Sousa

Personal information
- Full name: Van Basty Sousa e Silva
- Date of birth: 27 November 1994 (age 31)
- Place of birth: Olivedos, Paraíba, Brazil
- Height: 1.83 m (6 ft 0 in)
- Position: Defensive midfielder

Team information
- Current team: Borneo Samarinda (on loan from Persija Jakarta)
- Number: 15

Youth career
- 2011–2013: Campinense
- 2013–2014: Brasília

Senior career*
- Years: Team / Apps / (Gls)
- 2015: Campinense / 0 / (0)
- 2015–2016: Comercial-MS / 8 / (1)
- 2016: → Democrata (loan) / 0 / (0)
- 2016: Campinense / 0 / (0)
- 2017: Almirante Barroso / 15 / (1)
- 2017: → Barra-SC (loan) / 7 / (0)
- 2018–2020: Brasil de Pelotas / 73 / (2)
- 2021: Mirassol / 19 / (0)
- 2021: Brasil de Pelotas / 4 / (0)
- 2022: Chapecoense / 13 / (0)
- 2022–2024: Vila Nova / 58 / (2)
- 2024: Santo André / 6 / (0)
- 2024–2025: Náutico / 34 / (2)
- 2024: → Amazonas (loan) / 4 / (0)
- 2025: → Londrina (loan) / 5 / (0)
- 2025–: Persija Jakarta / 29 / (1)
- 2026–: → Borneo Samarinda (loan) / 2 / (0)
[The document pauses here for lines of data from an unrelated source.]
#[cfg(test)]
mod tests {
    use super::*;
    use lpd_core::ColorHex;
    use std::time::Duration;

    const MINT: &str = "7GCihgDB8fe6KNjn2MYtkzZcRjQy3t9GHdC8uHYmW2hr";

    fn ms(n: u64) -> Duration {
        Duration::from_millis(n)
    }

    fn view(id: &str, color: &str) -> AnnotationView {
        AnnotationView {
            identifier: Identifier::new(id).unwrap(),
            label: "UXENTO".to_string(),
            color: ColorHex::parse(color).unwrap(),
        }
    }

    fn add_row(doc: &mut Document, profile: &SiteProfile, id: &str) -> NodeId {
        let row = doc.create_element("div");
        doc.set_class_name(row, &profile.row_classes.join(" ")).unwrap();
        let anchor = doc.append_element(row, "span", &profile.anchor.classes.join(" ")).unwrap();
        doc.set_text(anchor, "Token").unwrap();
        let link = doc.append_element(row, "a", "").unwrap();
        doc.set_attribute(link, "href", &format!("/meme/{id}")).unwrap();
        doc.append_child(doc.root(), row).unwrap();
        row
    }

    fn setup() -> (AnnotationEngine, Document, Instant) {
        let t0 = Instant::now();
        (
            AnnotationEngine::new(SiteProfile::axiom(), EngineConfig::default(), t0),
            Document::new(),
            t0,
        )
    }

    #[test]
    fn test_annotate_debounced_then_marks_once() {
        let (mut engine, mut doc, t0) = setup();
        let profile = engine.profile().clone();
        let row = add_row(&mut doc, &profile, MINT);

        engine.annotate(&view(MINT, "#ff0000"), t0);
        engine.annotate(&view(MINT, "#ff0000"), t0 + ms(100));
        assert_eq!(engine.next_deadline(), Some(t0 + ms(300)));

        engine.poll(&mut doc, t0 + ms(299));
        assert!(find_marker(&doc, row).is_none());

        engine.poll(&mut doc, t0 + ms(300));
        assert!(find_marker(&doc, row).is_some());
        assert!(engine.is_resolved(&Identifier::new(MINT).unwrap()));
        assert_eq!(engine.stats().scans, 1);
        assert_eq!(engine.stats().markers_created, 1);
    }

    #[test]
    fn test_retry_budget_exhausts() {
        let (mut engine, mut doc, t0) = setup();
        let id = Identifier::new(MINT).unwrap();
        engine.load_known(&mut doc, &[view(MINT, "#ff0000")], t0);
        assert!(engine.is_pending(&id));

        let mut now = t0;
        for _ in 1..10 {
            now += ms(500);
            engine.poll(&mut doc, now);
        }
        assert!(!engine.is_pending(&id));
        assert_eq!(engine.stats().exhausted, 1);
        assert_eq!(engine.stats().scans, 10);
    }

    #[test]
    fn test_success_cancels_retry() {
        let (mut engine, mut doc, t0) = setup();
        let profile = engine.profile().clone();
        engine.load_known(&mut doc, &[view(MINT, "#ff0000")], t0);
        assert_eq!(engine.next_deadline(), Some(t0 + ms(500)));

        add_row(&mut doc, &profile, MINT);
        engine.poll(&mut doc, t0 + ms(500));

        assert_eq!(engine.pending_count(), 0);
        assert_eq!(engine.next_deadline(), Some(t0 + ms(1000)));
    }

    #[test]
    fn test_reactive_scans_do_not_consume_retries() {
        let (mut engine, mut doc, t0) = setup();
        let profile = engine.profile().clone();
        let id = Identifier::new(MINT).unwrap();
        engine.load_known(&mut doc, &[view(MINT, "#ff0000")], t0);

        for i in 0..50 {
            engine.on_lifecycle(&mut doc, LifecycleEvent::Focus, t0 + ms(10 + i));
        }
        assert!(engine.is_pending(&id));

        add_row(&mut doc, &profile, MINT);
        engine.on_lifecycle(&mut doc, LifecycleEvent::Visible, t0 + ms(100));
        assert!(engine.is_resolved(&id));
    }

    #[test]
    fn test_row_added_triggers_mutation_debounce() {
        let (mut engine, mut doc, t0) = setup();
        let profile = engine.profile().clone();
        engine.load_known(&mut doc, &[view(MINT, "#ff0000")], t0);
        doc.take_mutations();

        let row = add_row(&mut doc, &profile, MINT);
        let records = doc.take_mutations();
        engine.on_mutations(&doc, &records, t0 + ms(10));
        engine.on_mutations(&doc, &records, t0 + ms(60));
        assert_eq!(engine.next_deadline(), Some(t0 + ms(160)));

        engine.poll(&mut doc, t0 + ms(160));
        assert!(find_marker(&doc, row).is_some());
    }

    #[test]
    fn test_marker_insertion_is_not_relevant_mutation() {
        let (mut engine, mut doc, t0) = setup();
        let profile = engine.profile().clone();
        add_row(&mut doc, &profile, MINT);
        doc.take_mutations();

        engine.load_known(&mut doc, &[view(MINT, "#ff0000")], t0);
        let records = doc.take_mutations();
        assert_eq!(records.len(), 1);
        engine.on_mutations(&doc, &records, t0);
        assert_eq!(engine.next_deadline(), Some(t0 + ms(1000)));
    }

    #[test]
    fn test_recycled_row_remarked_without_retries() {
        let (mut engine, mut doc, t0) = setup();
        let profile = engine.profile().clone();
        let id = Identifier::new(MINT).unwrap();
        let first = add_row(&mut doc, &profile, MINT);
        engine.load_known(&mut doc, &[view(MINT, "#ff0000")], t0);
        assert_eq!(engine.rows_for(&id), &[first]);

        doc.remove(first).unwrap();
        let second = add_row(&mut doc, &profile, MINT);
        let records = doc.take_mutations();
        engine.on_mutations(&doc, &records, t0 + ms(5_000));
        engine.poll(&mut doc, t0 + ms(5_100));

        assert_eq!(engine.rows_for(&id), &[second]);
        assert!(find_marker(&doc, second).is_some());
        assert_eq!(engine.stats().resolved, 1);
        assert_eq!(engine.stats().markers_created, 2);
    }

    #[test]
    fn test_scan_follows_recycled_rows_across_many_resolved() {
        let (mut engine, mut doc, t0) = setup();
        let profile = engine.profile().clone();
        let mints: Vec<String> = (0..300).map(|i| format!("{i:0>4}{}", &MINT[4..])).collect();
        let views: Vec<AnnotationView> = mints.iter().map(|m| view(m, "#ff0000")).collect();
        let rows: Vec<NodeId> = mints.iter().map(|m| add_row(&mut doc, &profile, m)).collect();
        engine.load_known(&mut doc, &views, t0);
        assert_eq!(engine.stats().resolved, 300);
        assert_eq!(engine.stats().markers_created, 300);

        for row in rows {
            doc.remove(row).unwrap();
        }
        let recycled: Vec<NodeId> = mints[..5]
            .iter()
            .map(|m| add_row(&mut doc, &profile, m))
            .collect();
        for i in 0..95 {
            add_row(&mut doc, &profile, &format!("{i:0>4}{}", &MINT[..40]));
        }
        engine.on_lifecycle(&mut doc, LifecycleEvent::Visible, t0 + ms(1_000));

        let first = Identifier::new(mints[0].as_str()).unwrap();
        let gone = Identifier::new(mints[200].as_str()).unwrap();
        assert_eq!(engine.rows_for(&first), &[recycled[0]]);
        assert!(engine.rows_for(&gone).is_empty());
        assert!(engine.is_resolved(&gone));
        assert_eq!(engine.stats().markers_created, 305);

        engine.on_lifecycle(&mut doc, LifecycleEvent::Focus, t0 + ms(2_000));
        assert_eq!(engine.stats().markers_created, 305);
        assert_eq!(engine.stats().markers_updated, 0);
        assert_eq!(engine.stats().scans, 3);
    }

    #[test]
    fn test_color_change_updates_in_place() {
        let (mut engine, mut doc, t0) = setup();
        let profile = engine.profile().clone();
        let row = add_row(&mut doc, &profile, MINT);
        engine.load_known(&mut doc, &[view(MINT, "#ff0000")], t0);

        engine.annotate(&view(MINT, "#00ff00"), t0 + ms(10));
        engine.poll(&mut doc, t0 + ms(310));

        let marker = find_marker(&doc, row).unwrap();
        assert_eq!(doc.get(marker).unwrap().style("color"), Some("#00ff00"));
        assert_eq!(engine.stats().markers_updated, 1);
    }

    #[test]
    fn test_anchor_missing_counts_as_unresolved() {
        let (mut engine, mut doc, t0) = setup();
        let profile = engine.profile().clone();
        let row = doc
            .append_element(doc.root(), "div", &profile.row_classes.join(" "))
            .unwrap();
        let link = doc.append_element(row, "a", "").unwrap();
        doc.set_attribute(link, "href", &format!("/meme/{MINT}")).unwrap();

        engine.load_known(&mut doc, &[view(MINT, "#ff0000")], t0);
        assert!(engine.is_pending(&Identifier::new(MINT).unwrap()));

        doc.append_element(row, "span", &profile.anchor.classes.join(" ")).unwrap();
        engine.poll(&mut doc, t0 + ms(500));
        assert!(engine.is_resolved(&Identifier::new(MINT).unwrap()));
    }

    #[test]
    fn test_scroll_throttled_and_debounced() {
        let (mut engine, mut doc, t0) = setup();
        engine.observe_at = None;

        engine.on_scroll(t0);
        engine.on_scroll(t0 + ms(100));
        assert_eq!(engine.next_deadline(), Some(t0 + ms(300)));

        engine.on_scroll(t0 + ms(400));
        assert_eq!(engine.next_deadline(), Some(t0 + ms(700)));

        engine.poll(&mut doc, t0 + ms(700));
        assert_eq!(engine.scan_at, Some(t0 + ms(1_000)));
    }

    #[test]
    fn test_rows_observed_once() {
        let (mut engine, mut doc, t0) = setup();
        let profile = engine.profile().clone();
        let a = add_row(&mut doc, &profile, MINT);
        engine.poll(&mut doc, t0 + ms(1_000));
        assert_eq!(engine.take_observe_requests(), vec![a]);

        let b = add_row(&mut doc, &profile, "otherMint");
        let records = doc.take_mutations();
        engine.on_mutations(&doc, &records, t0 + ms(1_100));
        engine.poll(&mut doc, t0 + ms(1_200));
        engine.poll(&mut doc, t0 + ms(2_200));
        assert_eq!(engine.take_observe_requests(), vec![b]);
    }

    #[test]
    fn test_intersection_of_unmarked_row_requests_scan() {
        let (mut engine, mut doc, t0) = setup();
        let profile = engine.profile().clone();
        let row = add_row(&mut doc, &profile, "otherMint");
        engine.load_known(&mut doc, &[view(MINT, "#ff0000")], t0);
        engine.poll(&mut doc, t0 + ms(1_000));

        engine.on_intersection(&doc, &[row], t0 + ms(1_050));
        assert_eq!(engine.scan_at, Some(t0 + ms(1_350)));
    }
}
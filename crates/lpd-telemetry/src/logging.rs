//! Structured logging initialization.

use crate::error::{TelemetryError, TelemetryResult};
use tracing_subscriber::{fmt, layer::SubscriberExt, util::SubscriberInitExt, EnvFilter};

/// Filter used when neither `RUST_LOG` nor a configured level is set.
pub const DEFAULT_LOG_FILTER: &str = "info,lpd=debug";

/// Initialize logging with the default filter.
pub fn init_logging() -> TelemetryResult<()> {
    init_logging_with(DEFAULT_LOG_FILTER)
}

/// Initialize structured logging.
///
/// `RUST_LOG` wins over `default_filter`. Output is JSON when
/// `RUST_ENV=production` and pretty otherwise.
pub fn init_logging_with(default_filter: &str) -> TelemetryResult<()> {
    let env_filter =
        EnvFilter::try_from_default_env().unwrap_or_else(|_| EnvFilter::new(default_filter));

    let is_production = std::env::var("RUST_ENV")
        .map(|v| v == "production")
        .unwrap_or(false);

    let result = if is_production {
        tracing_subscriber::registry()
            .with(env_filter)
            .with(
                fmt::layer()
                    .json()
                    .with_current_span(true)
                    .with_span_list(true),
            )
            .try_init()
    } else {
        tracing_subscriber::registry()
            .with(env_filter)
            .with(
                fmt::layer()
                    .pretty()
                    .with_target(true)
                    .with_thread_names(true),
            )
            .try_init()
    };

    result.map_err(|e| TelemetryError::LoggingInit(e.to_string()))
}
= Sousa (Brazilian footballer) =

Brazilian association football player

Van Basty Sousa e Silva (born 27 November 1994), simply known as Sousa, is a Brazilian professional footballer who plays as a defensive midfielder for Indonesian Super League club Borneo Samarinda, on loan from Persija Jakarta.

==Career==
Born in Olivedos, Paraíba, Sousa began playing senior football with Campinense Clube at age 18. He would win the Copa do Nordeste with the club. Next, Van Basty was loaned to Brasília Futebol Clube where he competed in the Copa São Paulo de Futebol Júnior and won the Copa Verde.

He has previously represented Comercial-MS in 2015 Campeonato Brasileiro Série D.